Fig 2. Alignment of sequence reads from the 16S rRNA gene PCR amplicon and RT-SSU rRNA datasets classified as belonging to the phylum Spirochaetes.

Sequence reads obtained from each dataset were de-replicated using CD-HIT (http://weizhong-lab.ucsd.edu/cd-hit/) and representative sequences for each OTU group aligned against ‘good’ quality reference Spirochaete sequences from the Ribosomal Database Project website (http://rdp.cme.msu.edu/). Sequence names (left column) beginning with PCR are from the PCR amplicon dataset and sequences beginning with RNA are from the RT-SSU rRNA dataset. The column to the right of the alignment highlights the number of mismatches between the sequence group and the primer site, followed by the Genbank accession number of the closest BLASTn match to that group. The environmental source of the closest reference sequence is presented in parentheses where not stated in the BLAST description and the % similarity to our query sequence is also shown. The sequence of the forward and reverse primers used to create the PCR amplicon library (63f 5’-GCCTAACACATGCAAGTC-3' and the reverse complement of 518r 5’-ATTACCGCGGCTGCTGG-3') are shown as the top sequence in each alignment.

Fig 3. Comparison of the number of taxa detected at each phylogenetic rank in the 16S rRNA gene amplicon library (PCR) and the sequenced RT-SSU rRNA library (RT-rRNA) generated from canine plaque samples.

The datasets were compared using the command line RDP library compare function. Bars denote the number of taxa detected at each phylogenetic level in the RT-SSU rRNA and 16S rRNA gene amplicon dataset, respectively, and the number of taxa that were common to both datasets.

Fig 4. Primer mismatch ratios for phyla detected using the RT-SSU rRNA approach.

RT-SSU rRNA sequences containing regions corresponding to the forward and reverse PCR primer sites used to generate the PCR amplicon library in this study were aligned against their closest database match, and the number of insertions, deletions (indels) or mutations within the primer binding site recorded.

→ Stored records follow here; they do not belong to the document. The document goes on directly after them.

//! Inner-number registry
//!
//! Holds every tenant's current set of inner (extension) numbers, refreshed
//! periodically from the tenant backends, plus the global set of numbers
//! seen under more than one tenant. Fetches run concurrently and outside
//! any lock; only the in-memory merge takes the write lock, so resolution
//! readers are never blocked on network latency.

use crate::alert::Alerter;
use crate::config::TenantSettings;
use crate::retry::RetryPolicy;
use crate::transport::{HttpMethod, SignedTransport};
use callbridge_common::Result;
use futures::future::join_all;
use std::collections::{BTreeMap, HashMap, HashSet};
use std::ops::RangeInclusive;
use std::sync::Arc;
use std::time::Duration;
use tokio::sync::RwLock;
use tokio::task::JoinHandle;
use tokio_util::sync::CancellationToken;
use tracing::{debug, error, info};

/// Backend operation serving a tenant's comma-joined inner-number list
const FETCH_NUMBERS_OP: &str = "get_employees_inner_phone";

/// Plausible length range of an inner number
const INNER_NUMBER_LEN: RangeInclusive<usize> = 2..=6;

/// Minimum opponent-number length for an acceptable pair
const OPPONENT_MIN_LEN: usize = 7;

/// Stricter opponent minimum for the tenant below
const OPPONENT_MIN_LEN_STRICT: usize = 9;
const STRICT_OPPONENT_TENANT: &str = "ua";

struct DialPrefix {
    digits: &'static str,
    local_len: Option<usize>,
    tenant: &'static str,
}

/// Country dial-prefix table used to resolve a duplicated number's tenant
/// from the opponent number. First matching rule wins. The leading digit is
/// tested by membership in the rule's digit string, so any number starting
/// with 3, 8 or 0 lands on the first rule.
const DIAL_PREFIXES: &[DialPrefix] = &[
    DialPrefix {
        digits: "380",
        local_len: Some(10),
        tenant: "ua",
    },
    DialPrefix {
        digits: "77",
        local_len: None,
        tenant: "ru",
    },
];

fn tenant_by_dial_prefix(opponent_number: &str) -> Option<&'static str> {
    let first = opponent_number.chars().next()?;
    DIAL_PREFIXES
        .iter()
        .find(|rule| {
            rule.digits.contains(first)
                || rule.local_len.is_some_and(|len| opponent_number.len() == len)
        })
        .map(|rule| rule.tenant)
}

#[derive(Default)]
struct RegistryState {
    /// tenant code -> current inner-number set
    numbers: HashMap<String, HashSet<String>>,
    /// numbers seen under more than one tenant; grows monotonically
    duplicates: HashSet<String>,
}

/// Concurrent per-tenant inner-number registry
pub struct InnerNumberRegistry {
    tenants: BTreeMap<String, TenantSettings>,
    transport: SignedTransport,
    alerts: Alerter,
    retry: RetryPolicy,
    state: RwLock<RegistryState>,
}

impl InnerNumberRegistry {
    pub fn new(
        tenants: BTreeMap<String, TenantSettings>,
        transport: SignedTransport,
        alerts: Alerter,
        retry: RetryPolicy,
    ) -> Self {
        Self {
            tenants,
            transport,
            alerts,
            retry,
            state: RwLock::new(RegistryState::default()),
        }
    }

    /// Refresh every tenant's number set from its backend.
    ///
    /// All fetches run in parallel; each retries per the registry's policy
    /// and, on exhaustion, is abandoned for this cycle without affecting
    /// the other tenants. Returns once every tenant has merged or given up.
    pub async fn refresh_all(&self) {
        let fetches = self.tenants.iter().map(|(code, settings)| async move {
            (code.as_str(), self.fetch_numbers(code, settings).await)
        });

        for (tenant, outcome) in join_all(fetches).await {
            match outcome {
                Ok(joined) => self.merge(tenant, &joined).await,
                Err(err) => {
                    error!("Cannot refresh inner numbers for {}: {}", tenant, err);
                    self.alerts
                        .notify(&format!("Cannot load inner numbers for {} | {}", tenant, err))
                        .await;
                }
            }
        }
    }

    async fn fetch_numbers(&self, tenant: &str, settings: &TenantSettings) -> Result<String> {
        let url = settings.endpoint(FETCH_NUMBERS_OP);
        let payload = serde_json::json!({ "CompanyId": settings.company_id });
        self.retry
            .run(&format!("inner numbers fetch for {}", tenant), || {
                self.transport.send_signed(
                    &payload,
                    &url,
                    HttpMethod::Get,
                    &settings.secret,
                    &settings.company_id,
                )
            })
            .await
    }

    /// Merge one tenant's freshly fetched comma-joined number list.
    ///
    /// Numbers already stored under a different tenant join the duplicate
    /// set; the tenant's own set is then wholly replaced by the fetch, so
    /// numbers absent from it are dropped. Empty tokens are skipped.
    pub async fn merge(&self, tenant: &str, joined_numbers: &str) {
        let mut state = self.state.write().await;

        let mut fresh = HashSet::new();
        for number in joined_numbers.split(',').filter(|n| !n.is_empty()) {
            let duplicated = state
                .numbers
                .iter()
                .any(|(other, numbers)| other != tenant && numbers.contains(number));
            if duplicated {
                state.duplicates.insert(number.to_string());
            }
            fresh.insert(number.to_string());
        }

        debug!(
            "Merged {} inner numbers for {} ({} duplicates known)",
            fresh.len(),
            tenant,
            state.duplicates.len()
        );
        state.numbers.insert(tenant.to_string(), fresh);
    }

    /// Tenant owning `inner_number`.
    ///
    /// A duplicated number cannot be resolved by set lookup, so its tenant
    /// is guessed from the opponent number's dialing shape instead.
    pub async fn resolve_tenant(&self, inner_number: &str, opponent_number: &str) -> Option<String> {
        let state = self.state.read().await;

        if state.duplicates.contains(inner_number) {
            return tenant_by_dial_prefix(opponent_number).map(str::to_string);
        }

        state
            .numbers
            .iter()
            .find(|(_, numbers)| numbers.contains(inner_number))
            .map(|(tenant, _)| tenant.clone())
    }

    /// Whether a classified number pair is worth reporting for this tenant.
    pub fn is_valid_pair(&self, inner_number: &str, opponent_number: &str, tenant: &str) -> bool {
        let min_opponent = if tenant == STRICT_OPPONENT_TENANT {
            OPPONENT_MIN_LEN_STRICT
        } else {
            OPPONENT_MIN_LEN
        };
        INNER_NUMBER_LEN.contains(&inner_number.len()) && opponent_number.len() >= min_opponent
    }

    /// Snapshot of one tenant's current numbers
    pub async fn tenant_numbers(&self, tenant: &str) -> Vec<String> {
        let state = self.state.read().await;
        state
            .numbers
            .get(tenant)
            .map(|numbers| numbers.iter().cloned().collect())
            .unwrap_or_default()
    }

    /// Configured tenant codes, in stable order
    pub fn tenant_codes(&self) -> Vec<String> {
        self.tenants.keys().cloned().collect()
    }

    /// Spawn the periodic refresh task. The first refresh runs immediately.
    pub fn start(
        self: Arc<Self>,
        interval: Duration,
        token: CancellationToken,
    ) -> JoinHandle<()> {
        tokio::spawn(async move {
            info!("Initiating number registry refresher...");
            let mut ticker = tokio::time::interval(interval);
            loop {
                tokio::select! {
                    _ = token.cancelled() => {
                        info!("Finishing number registry refresher...");
                        return;
                    }
                    _ = ticker.tick() => self.refresh_all().await,
                }
            }
        })
    }
}
//! Root endpoint handler listing the available calls.

use axum::{extract::State, response::IntoResponse};
use std::fmt::Write as FmtWrite;
use tracing::{debug, instrument};

use crate::service::{
    GET_AND_RESET_METRICS_PATH, GET_FUNCTION_STATUS_PATH, GET_METRICS_PATH, HEALTH_CHECK_PATH,
    RESET_METRICS_PATH,
};
use crate::state::SharedState;

/// Handler for the root `/` endpoint.
#[instrument(skip(state))]
pub async fn root_handler(State(state): State<SharedState>) -> impl IntoResponse {
    debug!("Processing / request");

    let uptime_secs = state.start_time.elapsed().as_secs();
    let hours = uptime_secs / 3600;
    let minutes = (uptime_secs % 3600) / 60;
    let seconds = uptime_secs % 60;

    let mut out = String::new();
    writeln!(out, "function-instance-control {}", env!("CARGO_PKG_VERSION")).ok();
    writeln!(out, "Uptime: {}h {}m {}s", hours, minutes, seconds).ok();
    writeln!(out, "Max concurrent calls: {}", state.max_concurrent_calls).ok();
    writeln!(out).ok();
    writeln!(out, "RPC (POST, JSON):").ok();
    for path in [
        GET_FUNCTION_STATUS_PATH,
        GET_AND_RESET_METRICS_PATH,
        GET_METRICS_PATH,
        RESET_METRICS_PATH,
        HEALTH_CHECK_PATH,
    ] {
        writeln!(out, "  {path}").ok();
    }
    if state.exporter.is_some() {
        writeln!(out).ok();
        writeln!(out, "Prometheus (GET): /metrics").ok();
    }

    ([("Content-Type", "text/plain; charset=utf-8")], out)
}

Primer mismatch ratios were calculated by dividing the total number of sequence reads containing the primer-binding site by the total number of indels and mutations recorded within the primer binding sites of those sequences.

Fig 5. Quantitative PCR analysis of amplification efficiencies of an artificial microbial community comprising five cloned 16S rRNA genes of canine oral bacteria.

The artificial community was generated by mixing ratios of known gene copy number (A9, C10, F10, E3 and E9 in the ratio of 1:3:8:2:10, respectively), followed by 10, 20 or 30 cycles of PCR amplification using the universal bacterial primer set applied in this study. The resulting community PCR amplicons were subjected to qPCR analysis using clone-specific primer sets to determine the relative ratios of each clone in the final amplification mix. Error bars represent the standard error of the mean from 3 independent biological replicates. Data from each biological replicate were obtained from three experimental replicates.